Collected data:
○ ○ ○

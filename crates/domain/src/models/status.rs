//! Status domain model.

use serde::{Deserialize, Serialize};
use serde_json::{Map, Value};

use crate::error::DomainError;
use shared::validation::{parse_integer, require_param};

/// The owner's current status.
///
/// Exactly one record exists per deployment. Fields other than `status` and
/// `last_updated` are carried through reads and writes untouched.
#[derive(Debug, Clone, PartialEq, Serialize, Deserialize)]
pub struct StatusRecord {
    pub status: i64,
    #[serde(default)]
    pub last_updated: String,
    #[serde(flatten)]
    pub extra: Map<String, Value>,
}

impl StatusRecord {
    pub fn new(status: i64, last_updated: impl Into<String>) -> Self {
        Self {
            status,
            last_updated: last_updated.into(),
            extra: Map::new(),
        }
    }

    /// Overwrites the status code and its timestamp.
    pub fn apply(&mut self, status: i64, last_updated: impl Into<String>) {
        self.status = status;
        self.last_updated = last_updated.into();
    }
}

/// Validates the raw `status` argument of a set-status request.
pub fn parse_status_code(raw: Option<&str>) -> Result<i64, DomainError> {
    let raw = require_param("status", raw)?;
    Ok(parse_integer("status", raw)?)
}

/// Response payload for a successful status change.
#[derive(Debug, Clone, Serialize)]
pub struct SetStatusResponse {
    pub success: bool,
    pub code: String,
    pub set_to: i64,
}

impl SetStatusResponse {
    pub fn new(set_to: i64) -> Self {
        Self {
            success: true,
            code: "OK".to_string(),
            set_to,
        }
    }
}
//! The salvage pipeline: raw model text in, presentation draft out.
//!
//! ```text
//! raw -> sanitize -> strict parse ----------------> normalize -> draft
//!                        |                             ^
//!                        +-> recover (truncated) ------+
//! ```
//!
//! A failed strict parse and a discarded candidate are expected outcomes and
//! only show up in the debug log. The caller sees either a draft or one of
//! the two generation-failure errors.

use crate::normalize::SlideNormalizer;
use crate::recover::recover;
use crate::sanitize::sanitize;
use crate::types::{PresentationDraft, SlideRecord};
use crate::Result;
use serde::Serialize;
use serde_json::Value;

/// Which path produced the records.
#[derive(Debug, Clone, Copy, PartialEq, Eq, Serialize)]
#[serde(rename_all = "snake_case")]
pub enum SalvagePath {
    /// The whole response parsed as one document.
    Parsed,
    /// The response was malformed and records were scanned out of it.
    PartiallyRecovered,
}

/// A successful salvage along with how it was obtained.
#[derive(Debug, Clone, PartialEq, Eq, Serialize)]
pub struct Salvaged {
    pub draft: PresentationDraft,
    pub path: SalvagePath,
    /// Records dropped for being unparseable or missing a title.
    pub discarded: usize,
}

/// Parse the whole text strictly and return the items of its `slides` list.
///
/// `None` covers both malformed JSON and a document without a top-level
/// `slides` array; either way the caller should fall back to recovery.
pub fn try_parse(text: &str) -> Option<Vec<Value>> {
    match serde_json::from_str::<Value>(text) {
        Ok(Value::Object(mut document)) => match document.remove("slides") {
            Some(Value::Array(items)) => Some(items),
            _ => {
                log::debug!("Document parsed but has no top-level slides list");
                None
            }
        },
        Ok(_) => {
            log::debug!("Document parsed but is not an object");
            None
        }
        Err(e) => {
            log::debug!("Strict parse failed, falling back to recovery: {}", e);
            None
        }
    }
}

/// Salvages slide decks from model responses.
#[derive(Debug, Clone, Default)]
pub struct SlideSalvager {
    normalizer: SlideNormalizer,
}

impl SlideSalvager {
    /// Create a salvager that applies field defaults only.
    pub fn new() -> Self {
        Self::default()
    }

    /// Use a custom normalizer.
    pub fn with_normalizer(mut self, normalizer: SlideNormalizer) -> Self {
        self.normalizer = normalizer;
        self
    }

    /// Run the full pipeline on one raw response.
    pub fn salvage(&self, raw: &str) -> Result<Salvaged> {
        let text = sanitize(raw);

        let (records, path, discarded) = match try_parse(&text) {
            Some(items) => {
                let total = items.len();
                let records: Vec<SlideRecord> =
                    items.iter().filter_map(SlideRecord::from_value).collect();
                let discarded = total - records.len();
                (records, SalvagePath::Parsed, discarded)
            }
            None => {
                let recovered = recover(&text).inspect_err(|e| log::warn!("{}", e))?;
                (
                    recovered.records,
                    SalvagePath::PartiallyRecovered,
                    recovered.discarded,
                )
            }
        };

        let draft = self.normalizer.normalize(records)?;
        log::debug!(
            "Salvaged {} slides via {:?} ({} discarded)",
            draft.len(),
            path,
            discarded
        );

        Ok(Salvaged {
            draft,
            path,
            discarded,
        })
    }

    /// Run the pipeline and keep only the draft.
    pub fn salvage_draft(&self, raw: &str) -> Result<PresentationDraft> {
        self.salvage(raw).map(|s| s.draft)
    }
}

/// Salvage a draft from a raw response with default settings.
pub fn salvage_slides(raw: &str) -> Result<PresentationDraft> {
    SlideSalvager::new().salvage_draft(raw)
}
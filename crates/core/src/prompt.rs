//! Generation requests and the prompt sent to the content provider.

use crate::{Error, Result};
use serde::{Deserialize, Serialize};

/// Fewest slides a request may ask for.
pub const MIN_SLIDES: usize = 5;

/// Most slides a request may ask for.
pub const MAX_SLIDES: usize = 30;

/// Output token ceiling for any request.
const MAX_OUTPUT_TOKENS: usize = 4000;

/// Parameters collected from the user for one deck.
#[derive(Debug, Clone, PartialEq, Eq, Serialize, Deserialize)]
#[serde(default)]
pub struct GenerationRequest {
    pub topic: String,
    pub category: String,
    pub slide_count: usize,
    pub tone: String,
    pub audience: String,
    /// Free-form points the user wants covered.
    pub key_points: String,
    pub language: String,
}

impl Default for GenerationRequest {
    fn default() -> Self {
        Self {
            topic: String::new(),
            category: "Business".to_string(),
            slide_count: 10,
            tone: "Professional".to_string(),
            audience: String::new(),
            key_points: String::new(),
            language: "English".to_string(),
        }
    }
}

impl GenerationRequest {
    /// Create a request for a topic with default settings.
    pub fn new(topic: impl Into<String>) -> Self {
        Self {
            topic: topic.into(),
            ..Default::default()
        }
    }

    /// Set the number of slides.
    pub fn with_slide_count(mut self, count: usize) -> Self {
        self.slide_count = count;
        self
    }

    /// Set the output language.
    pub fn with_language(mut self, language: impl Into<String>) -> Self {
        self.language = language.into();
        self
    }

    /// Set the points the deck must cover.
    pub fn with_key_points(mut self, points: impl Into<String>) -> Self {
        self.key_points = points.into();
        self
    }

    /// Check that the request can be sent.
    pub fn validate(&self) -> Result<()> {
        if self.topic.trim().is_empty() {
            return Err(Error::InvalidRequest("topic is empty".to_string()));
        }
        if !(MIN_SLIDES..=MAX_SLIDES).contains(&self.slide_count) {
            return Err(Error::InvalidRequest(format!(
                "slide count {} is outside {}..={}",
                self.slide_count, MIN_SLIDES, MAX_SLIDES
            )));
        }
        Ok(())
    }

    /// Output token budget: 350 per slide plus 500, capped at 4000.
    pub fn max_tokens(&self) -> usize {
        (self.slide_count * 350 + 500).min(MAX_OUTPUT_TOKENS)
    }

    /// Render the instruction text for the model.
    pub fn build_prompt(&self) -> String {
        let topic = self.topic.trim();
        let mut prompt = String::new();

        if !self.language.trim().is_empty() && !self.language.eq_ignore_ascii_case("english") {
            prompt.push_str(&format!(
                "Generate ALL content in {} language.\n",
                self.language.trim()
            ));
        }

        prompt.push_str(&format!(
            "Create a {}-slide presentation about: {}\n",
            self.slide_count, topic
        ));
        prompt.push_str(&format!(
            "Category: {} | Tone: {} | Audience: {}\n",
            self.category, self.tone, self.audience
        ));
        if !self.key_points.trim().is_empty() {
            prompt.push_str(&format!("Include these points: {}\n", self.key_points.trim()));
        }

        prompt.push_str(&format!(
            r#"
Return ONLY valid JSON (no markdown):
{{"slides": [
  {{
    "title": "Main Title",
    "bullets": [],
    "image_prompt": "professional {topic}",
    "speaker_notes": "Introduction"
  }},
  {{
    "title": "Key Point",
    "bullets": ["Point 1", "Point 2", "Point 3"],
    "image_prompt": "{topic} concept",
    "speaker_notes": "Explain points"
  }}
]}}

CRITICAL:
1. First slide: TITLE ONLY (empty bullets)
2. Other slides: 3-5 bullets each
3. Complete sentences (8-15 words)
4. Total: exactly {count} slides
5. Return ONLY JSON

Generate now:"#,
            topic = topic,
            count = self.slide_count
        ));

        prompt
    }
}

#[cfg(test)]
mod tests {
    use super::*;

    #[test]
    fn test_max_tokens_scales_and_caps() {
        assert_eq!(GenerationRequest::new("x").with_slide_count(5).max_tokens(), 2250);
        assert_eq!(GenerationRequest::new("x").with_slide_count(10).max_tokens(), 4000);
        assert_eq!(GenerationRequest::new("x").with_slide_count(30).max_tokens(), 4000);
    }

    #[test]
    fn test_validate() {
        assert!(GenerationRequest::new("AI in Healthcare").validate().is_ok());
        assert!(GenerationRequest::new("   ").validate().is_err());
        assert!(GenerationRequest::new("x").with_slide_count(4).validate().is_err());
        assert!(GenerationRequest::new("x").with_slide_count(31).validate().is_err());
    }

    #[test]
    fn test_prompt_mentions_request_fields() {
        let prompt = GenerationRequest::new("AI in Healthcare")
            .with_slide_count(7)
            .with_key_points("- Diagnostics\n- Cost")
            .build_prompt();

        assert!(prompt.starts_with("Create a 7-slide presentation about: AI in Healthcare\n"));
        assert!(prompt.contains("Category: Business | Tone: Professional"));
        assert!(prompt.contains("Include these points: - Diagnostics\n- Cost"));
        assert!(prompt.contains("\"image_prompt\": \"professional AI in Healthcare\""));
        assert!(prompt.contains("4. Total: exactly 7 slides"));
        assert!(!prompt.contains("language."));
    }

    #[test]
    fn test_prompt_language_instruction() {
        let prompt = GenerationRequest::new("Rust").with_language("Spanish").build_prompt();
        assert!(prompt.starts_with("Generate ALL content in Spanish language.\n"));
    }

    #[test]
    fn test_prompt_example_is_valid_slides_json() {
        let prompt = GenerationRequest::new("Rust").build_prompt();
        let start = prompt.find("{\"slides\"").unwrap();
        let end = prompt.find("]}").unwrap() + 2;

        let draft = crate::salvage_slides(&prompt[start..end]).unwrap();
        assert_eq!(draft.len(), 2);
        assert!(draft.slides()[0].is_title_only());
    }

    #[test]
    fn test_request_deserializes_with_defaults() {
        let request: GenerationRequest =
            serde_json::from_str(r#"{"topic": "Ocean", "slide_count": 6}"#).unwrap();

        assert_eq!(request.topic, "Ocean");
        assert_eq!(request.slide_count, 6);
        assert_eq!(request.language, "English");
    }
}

○ ○ ○

Instructions to follow:
Would you copy out exactly the lines above that start at the one containing "produced the records." and end at the one containing "pub fn with_normalizer(mut", inclusive?

Result for this task:
/// Which path produced the records.
#[derive(Debug, Clone, Copy, PartialEq, Eq, Serialize)]
#[serde(rename_all = "snake_case")]
pub enum SalvagePath {
    /// The whole response parsed as one document.
    Parsed,
    /// The response was malformed and records were scanned out of it.
    PartiallyRecovered,
}

/// A successful salvage along with how it was obtained.
#[derive(Debug, Clone, PartialEq, Eq, Serialize)]
pub struct Salvaged {
    pub draft: PresentationDraft,
    pub path: SalvagePath,
    /// Records dropped for being unparseable or missing a title.
    pub discarded: usize,
}

/// Parse the whole text strictly and return the items of its `slides` list.
///
/// `None` covers both malformed JSON and a document without a top-level
/// `slides` array; either way the caller should fall back to recovery.
pub fn try_parse(text: &str) -> Option<Vec<Value>> {
    match serde_json::from_str::<Value>(text) {
        Ok(Value::Object(mut document)) => match document.remove("slides") {
            Some(Value::Array(items)) => Some(items),
            _ => {
                log::debug!("Document parsed but has no top-level slides list");
                None
            }
        },
        Ok(_) => {
            log::debug!("Document parsed but is not an object");
            None
        }
        Err(e) => {
            log::debug!("Strict parse failed, falling back to recovery: {}", e);
            None
        }
    }
}

/// Salvages slide decks from model responses.
#[derive(Debug, Clone, Default)]
pub struct SlideSalvager {
    normalizer: SlideNormalizer,
}

impl SlideSalvager {
    /// Create a salvager that applies field defaults only.
    pub fn new() -> Self {
        Self::default()
    }

    /// Use a custom normalizer.
    pub fn with_normalizer(mut self, normalizer: SlideNormalizer) -> Self {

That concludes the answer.